ABSTRACT

Visual inertial navigation system (VINS) algorithms are considered state of the art for localization in cases where a global positioning system (GPS) is not available. The initialization procedure of VINS algorithms play a vital role in the overall accuracy and robustness of these algorithms. The estimation procedures used in VINS initialization can be classified as joint procedures vs the disjoint ones [Campos et al., 2020]. The joint estimation procedures build a closed form algebraic system of equations, which is typically solved using least squares based methodologies. On the other hand, the disjoint estimation procedures typically assume accurate measurement of up-to scale camera trajectory using monocular vision, which is used to estimate the inertial parameters.

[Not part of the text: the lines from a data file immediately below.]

// SPDX-FileCopyrightText: 2026 Suptrack Contributors
// SPDX-License-Identifier: MIT OR Apache-2.0

//! Append-only interaction log for the support flow.

use rusqlite::params;
use suptrack_core::SuptrackError;

use crate::database::{decode_ts, Database};
use crate::models::Interaction;

/// Append one message to the log. Callers treat failures as best-effort
/// and must not let them break the flow.
pub async fn record(
    db: &Database,
    phone: &str,
    direction: &str,
    body: &str,
    state: Option<&str>,
) -> Result<(), SuptrackError> {
    let phone = phone.to_string();
    let direction = direction.to_string();
    let body = body.to_string();
    let state = state.map(|s| s.to_string());
    db.connection()
        .call(move |conn| {
            conn.execute(
                "INSERT INTO interactions (phone, direction, body, state)
                 VALUES (?1, ?2, ?3, ?4)",
                params![phone, direction, body, state],
            )?;
            Ok(())
        })
        .await
        .map_err(crate::database::map_tr_err)
}

/// The most recent messages for a phone, newest first.
pub async fn recent_for_phone(
    db: &Database,
    phone: &str,
    limit: usize,
) -> Result<Vec<Interaction>, SuptrackError> {
    let phone = phone.to_string();
    db.connection()
        .call(move |conn| {
            let mut stmt = conn.prepare(
                "SELECT id, phone, direction, body, state, created_at
                 FROM interactions WHERE phone = ?1 ORDER BY id DESC LIMIT ?2",
            )?;
            let rows = stmt.query_map(params![phone, limit as i64], |row| {
                let created_at: String = row.get(5)?;
                Ok(Interaction {
                    id: row.get(0)?,
                    phone: row.get(1)?,
                    direction: row.get(2)?,
                    body: row.get(3)?,
                    state: row.get(4)?,
                    created_at: decode_ts(5, created_at)?,
                })
            })?;
            let mut interactions = Vec::new();
            for row in rows {
                interactions.push(row?);
            }
            Ok(interactions)
        })
        .await
        .map_err(crate::database::map_tr_err)
}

Regardless of these methods, there are certain degenerate motions which a wheeled mobile robot undergoes and fail to initialize, or initializes with very large errors, which affect the overall accuracy and robustness. In the recent past, considering these challenges, researchers have fused monocular visual, inertial, and wheel encoder measurements to estimate the robot states and initialize the state estimation, robustly to degenerate motions. However, the wheel encoder measurements can be faulty due to wheel slippages. Hence, when a VINS is augmented with wheel odometry (WO) one should take care of the errors arising due to wheel slippages and compensate for them. Considering the aforementioned challenges, this chapter introduces a method for augmenting VINS using slip compensated WO.